2024年11月13日に中央社会保険医療協議会で、アルツハイマー病の抗アミロイド抗体薬ドナネマブ(商品名:ケサンラ)の薬価が350mg20mL1瓶6万6948円と承認されました。1年間の薬価は約308万円となります。レカネマブ(レケンビ)が年間298万円でしたので、ほぼ同じ薬価になりました。ドナネマブの最適使用推進ガイドラインも発表され、治療できる施設基準なども、レカネマブと概ね変わりないようです。
現時点で私が思う、レカネマブと比較した、ドナネマブの利点ですが、
1)4週に1回の点滴静注(レカネマブは2週に1回の点滴静注)
2)原則18カ月の治療だが、12カ月時点でのアミロイドPETで、Aβプラークが除去されていれば、治療終了できる(レカネマブも原則18カ月の投与)
3)MMSE20点以上、28点以下の患者さんが対象(レカネマブはMMSE22点以上)
ドナネマブの方が、通院頻度が少なく、早期で治療終了できる可能性がある点、MMSE20点以上とレカネマブと比較してやや認知機能が低下した方も、治療対象となる点が利点と考えられます。
一方で、レカネマブと比較した際のドナネマブの懸念点は、
1)対象となった患者さんの条件が異なるため、直接比較はできないものの、臨床試験ではレカネマブが進行を27%抑制するのに対してドナネマブは約22%であったこと
2)上記と同じ理由で直接比較はできないが、副作用としてのMRIでみられるアミロイド関連画像異常(ARIA)は、レカネマブでARIA-H(MRIで確認される脳の微小出血)が17.3%、ARIA-E(MRIで確認される脳の浮腫)が12.6%に対し、ドナネマブでARIA-Hが31.4%、ARIA-Eが24.0%であったこと
3)医者からみると、4週間に1回の診察よりも、2週間に1回診察できる方が、患者さんの状態を細かく把握でき、安全に治療が行える
4)MMSE20点以上、28点以下の患者さんが対象(レカネマブはMMSE22点以上)のため、レカネマブのようにMMSE29-30点の患者さん(より軽症の方)は治療導入が出来ない
など、いくつかの懸念点があります。特に安全性の観点からは、私はレカネマブの方が良いのではないか思います。
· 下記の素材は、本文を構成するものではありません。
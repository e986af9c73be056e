//! HTTP API for predictions, health checks and Prometheus metrics

use aqua_lib::{
    health::{ComponentStatus, HealthRegistry},
    observability::{ServiceMetrics, StructuredLogger, CLASSIFICATION, FORECAST},
    AquaEngine, ClassificationResult, EngineStatus, ForecastRequest, ForecastResult,
    PipelineError, QualityLabel, SensorReading,
};
use axum::{
    extract::{rejection::JsonRejection, State},
    http::{HeaderValue, Method, StatusCode},
    response::{IntoResponse, Response},
    routing::{get, post},
    Json, Router,
};
use prometheus::{Encoder, TextEncoder};
use serde::{Deserialize, Serialize};
use std::sync::Arc;
use std::time::Instant;
use tower_http::{
    cors::{AllowOrigin, CorsLayer},
    trace::TraceLayer,
};
use tracing::{error, info, warn};

/// Shared application state
#[derive(Clone)]
pub struct AppState {
    pub engine: Arc<AquaEngine>,
    pub health_registry: HealthRegistry,
    pub metrics: ServiceMetrics,
    pub logger: StructuredLogger,
}

impl AppState {
    pub fn new(
        engine: Arc<AquaEngine>,
        health_registry: HealthRegistry,
        metrics: ServiceMetrics,
        logger: StructuredLogger,
    ) -> Self {
        Self {
            engine,
            health_registry,
            metrics,
            logger,
        }
    }

    /// Count a failed request and wrap it for the response
    fn reject(&self, err: PipelineError) -> ApiError {
        self.metrics.inc_request_errors(err.code());
        if err.is_client_error() {
            warn!(code = err.code(), error = %err, "Rejected request");
        } else {
            error!(code = err.code(), error = %err, "Request failed");
        }
        ApiError(err)
    }
}

/// Pipeline error rendered as `{success: false, error: {code, message}}`
#[derive(Debug)]
pub struct ApiError(pub PipelineError);

#[derive(Debug, Serialize, Deserialize)]
pub struct ErrorDetail {
    pub code: String,
    pub message: String,
}

#[derive(Debug, Serialize, Deserialize)]
pub struct ErrorResponse {
    pub success: bool,
    pub error: ErrorDetail,
}

impl ApiError {
    pub fn status(&self) -> StatusCode {
        match &self.0 {
            PipelineError::ModelNotLoaded(_) => StatusCode::SERVICE_UNAVAILABLE,
            e if e.is_client_error() => StatusCode::BAD_REQUEST,
            _ => StatusCode::INTERNAL_SERVER_ERROR,
        }
    }
}

impl IntoResponse for ApiError {
    fn into_response(self) -> Response {
        let body = ErrorResponse {
            success: false,
            error: ErrorDetail {
                code: self.0.code().to_string(),
                message: self.0.to_string(),
            },
        };
        (self.status(), Json(body)).into_response()
    }
}

fn invalid_body(rejection: JsonRejection) -> PipelineError {
    PipelineError::InvalidInput(rejection.body_text())
}

#[derive(Debug, Clone, Copy, Serialize, Deserialize)]
pub struct PredictRequest {
    pub ph: f64,
    pub turbidity: f64,
    pub temperature: f64,
}

#[derive(Debug, Clone, Serialize, Deserialize)]
pub struct PredictDetails {
    pub ph: f64,
    pub turbidity: f64,
    pub temperature: f64,
    pub stress_score: f64,
}

#[derive(Debug, Clone, Serialize)]
pub struct PredictResponse {
    pub success: bool,
    pub water_quality_label: QualityLabel,
    pub water_quality_class: i64,
    pub confidence: f64,
    pub recommend: &'static str,
    pub duration: u32,
    pub details: PredictDetails,
}

impl PredictResponse {
    fn new(request: &PredictRequest, result: &ClassificationResult) -> Self {
        Self {
            success: true,
            water_quality_label: result.label,
            water_quality_class: result.class_index,
            confidence: result.confidence,
            recommend: result.recommendation.action.as_str(),
            duration: result.recommendation.duration_seconds,
            details: PredictDetails {
                ph: request.ph,
                turbidity: request.turbidity,
                temperature: request.temperature,
                stress_score: result.stress_score,
            },
        }
    }
}

#[derive(Debug, Clone, Serialize)]
pub struct ForecastResponse {
    pub success: bool,
    #[serde(flatten)]
    pub forecast: ForecastResult,
}

#[derive(Debug, Clone, Serialize)]
pub struct ServiceHealth {
    pub success: bool,
    #[serde(flatten)]
    pub status: EngineStatus,
}

/// Run a model call on the blocking pool, off the async workers
async fn run_blocking<T, F>(call: F) -> Result<T, PipelineError>
where
    F: FnOnce() -> Result<T, PipelineError> + Send + 'static,
    T: Send + 'static,
{
    tokio::task::spawn_blocking(call)
        .await
        .unwrap_or_else(|e| Err(PipelineError::Inference(format!("inference task failed: {}", e))))
}

/// Model status and forecast metadata
async fn health(State(state): State<Arc<AppState>>) -> Json<ServiceHealth> {
    Json(ServiceHealth {
        success: true,
        status: state.engine.status(),
    })
}

/// Classify a reading and recommend a pump action
async fn predict(
    State(state): State<Arc<AppState>>,
    payload: Result<Json<PredictRequest>, JsonRejection>,
) -> Result<Json<PredictResponse>, ApiError> {
    let Json(request) = payload.map_err(|r| state.reject(invalid_body(r)))?;
    let reading = SensorReading::new(request.ph, request.turbidity, request.temperature);

    let start = Instant::now();
    let engine = state.engine.clone();
    let result = run_blocking(move || engine.classify(&reading))
        .await
        .map_err(|e| state.reject(e))?;
    state
        .metrics
        .observe_inference_latency(CLASSIFICATION, start.elapsed().as_secs_f64());
    state.metrics.record_classification(&result);

    let version = state.engine.classification().map_or("", |p| p.version());
    state.logger.log_classification(&result, version);

    Ok(Json(PredictResponse::new(&request, &result)))
}

/// Forecast pond conditions one horizon ahead
async fn forecast(
    State(state): State<Arc<AppState>>,
    payload: Result<Json<ForecastRequest>, JsonRejection>,
) -> Result<Json<ForecastResponse>, ApiError> {
    let Json(request) = payload.map_err(|r| state.reject(invalid_body(r)))?;
    let history_rows = request.history().map_or(0, <[_]>::len);

    let start = Instant::now();
    let engine = state.engine.clone();
    let result = run_blocking(move || engine.forecast(&request))
        .await
        .map_err(|e| state.reject(e))?;
    state
        .metrics
        .observe_inference_latency(FORECAST, start.elapsed().as_secs_f64());

    let version = state.engine.forecast_pipeline().map_or("", |p| p.version());
    state.logger.log_forecast(&result, history_rows, version);

    Ok(Json(ForecastResponse {
        success: true,
        forecast: result,
    }))
}

/// Liveness - 200 unless a component is unhealthy
async fn healthz(State(state): State<Arc<AppState>>) -> impl IntoResponse {
    let health = state.health_registry.health().await;

    let status_code = match health.status {
        ComponentStatus::Healthy => StatusCode::OK,
        ComponentStatus::Unhealthy => StatusCode::SERVICE_UNAVAILABLE,
    };

    (status_code, Json(health))
}

async fn readyz(State(state): State<Arc<AppState>>) -> impl IntoResponse {
    let readiness = state.health_registry.readiness().await;

    let status_code = if readiness.ready {
        StatusCode::OK
    } else {
        StatusCode::SERVICE_UNAVAILABLE
    };

    (status_code, Json(readiness))
}

/// Prometheus metrics endpoint
async fn metrics() -> Response {
    let encoder = TextEncoder::new();
    let metric_families = prometheus::gather();
    let mut buffer = Vec::new();

    if let Err(e) = encoder.encode(&metric_families, &mut buffer) {
        error!(error = %e, "Failed to encode metrics");
        return StatusCode::INTERNAL_SERVER_ERROR.into_response();
    }

    (
        StatusCode::OK,
        [("content-type", "text/plain; charset=utf-8")],
        buffer,
    )
        .into_response()
}

/// CORS for the dashboard frontend; unparsable origins are skipped
pub fn cors_layer(origins: &[&str]) -> CorsLayer {
    let origins: Vec<HeaderValue> = origins
        .iter()
        .filter_map(|origin| match HeaderValue::from_str(origin) {
            Ok(value) => Some(value),
            Err(_) => {
                warn!(origin = %origin, "Ignoring invalid CORS origin");
                None
            }
        })
        .collect();

    CorsLayer::new()
        .allow_origin(AllowOrigin::list(origins))
        .allow_methods([Method::GET, Method::POST, Method::OPTIONS])
        .allow_headers([axum::http::header::CONTENT_TYPE, axum::http::header::AUTHORIZATION])
        .allow_credentials(true)
}

/// Create the API router
pub fn create_router(state: Arc<AppState>) -> Router {
    Router::new()
        .route("/health", get(health))
        .route("/predict", post(predict))
        .route("/forecast", post(forecast))
        .route("/healthz", get(healthz))
        .route("/readyz", get(readyz))
        .route("/metrics", get(metrics))
        .layer(TraceLayer::new_for_http())
        .with_state(state)
}

/// Start the API server, stopping when `shutdown` resolves
pub async fn serve(
    port: u16,
    state: Arc<AppState>,
    cors: CorsLayer,
    shutdown: impl std::future::Future<Output = ()> + Send + 'static,
) -> anyhow::Result<()> {
    let app = create_router(state).layer(cors);

    let addr = format!("0.0.0.0:{}", port);
    info!(addr = %addr, "Starting API server");

    let listener = tokio::net::TcpListener::bind(&addr).await?;
    axum::serve(listener, app)
        .with_graceful_shutdown(shutdown)
        .await?;

    Ok(())
}

#[cfg(test)]
mod tests {
    use super::*;
    use std::path::PathBuf;

    #[test]
    fn test_error_status_codes() {
        let cases = [
            (PipelineError::InvalidInput("x".into()), StatusCode::BAD_REQUEST),
            (PipelineError::InsufficientInput("x".into()), StatusCode::BAD_REQUEST),
            (
                PipelineError::UnresolvableColumn {
                    row: 0,
                    column: "water_pH".into(),
                    accepted: "water_pH, pH, ph".into(),
                },
                StatusCode::BAD_REQUEST,
            ),
            (PipelineError::ModelNotLoaded("classifier"), StatusCode::SERVICE_UNAVAILABLE),
            (PipelineError::Inference("x".into()), StatusCode::INTERNAL_SERVER_ERROR),
            (
                PipelineError::BundleLoad {
                    path: PathBuf::from("m.json"),
                    reason: "x".into(),
                },
                StatusCode::INTERNAL_SERVER_ERROR,
            ),
        ];
        for (err, status) in cases {
            assert_eq!(ApiError(err).status(), status);
        }
    }

    #[tokio::test]
    async fn test_run_blocking_returns_call_result() {
        assert_eq!(run_blocking(|| Ok(2 + 2)).await, Ok(4));

        let err = run_blocking(|| -> Result<(), PipelineError> {
            Err(PipelineError::InvalidInput("negative turbidity".into()))
        })
        .await
        .unwrap_err();
        assert_eq!(err.code(), "INVALID_INPUT");
    }

    #[tokio::test]
    async fn test_run_blocking_reports_panicked_call() {
        let err = run_blocking(|| -> Result<(), PipelineError> { panic!("model crashed") })
            .await
            .unwrap_err();
        assert_eq!(err.code(), "INFERENCE_FAILED");
        assert_eq!(ApiError(err).status(), StatusCode::INTERNAL_SERVER_ERROR);
    }

    #[test]
    fn test_cors_layer_skips_invalid_origins() {
        // Construction must not panic on a header-invalid origin
        let _layer = cors_layer(&["http://localhost:3000", "bad\norigin"]);
    }
}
また、たまに外来で、「先生がアルツハイマー病になったら、レカネマブやドナネマブの治療を受けますか?」と質問されることがあります。
これは、あくまで私自身の考えですが、どちらの抗体療法も概ね半年進行を遅らせる程度の効果と考えるなら、私なら早期アルツハイマー病と診断された時点で、現役で医師として働く能力があるのであれば、副作用のリスクはありますが、半年でも長く働ける方が貴重なため、治療を受ける可能性はあると思います。一方で、例えば75歳で医師を引退していて、早期アルツハイマー病と診断されたのであれば、その時点で自分自身に治療費を超えるほどの生産性がないでしょうし、通院に付き添う家族の負担や、通院・注射・検査などで拘束される時間なども考えると、治療は受けない可能性が高いと思います。ただ、家族の意見も考える必要があると思いますが・・・
と現時点では、お答えしています。この辺りの考え方は、人それぞれあると思いますので、あくまで参考まで。
せめて、「治療を受けると2年は現状維持できます」ぐらいの効果があればよいのですが・・・。これからのアルツハイマー病治療の発展に期待したいと思います。
また、当院では、ドナネマブに関しても、藤田医科大学病院 認知症・高齢診療科と連携し、治療導入できるよう進めたいと思います。また、当院も6カ月以降の投与ができるよう、フォローアップ施設への登録も進めたいと思います。引き続き、頼れる認知症の専門医療機関を目指し、精進してまいります。
少しずつ寒くなり、インフルエンザやコロナも増えてきましたが、皆さまもお体に気を付けて。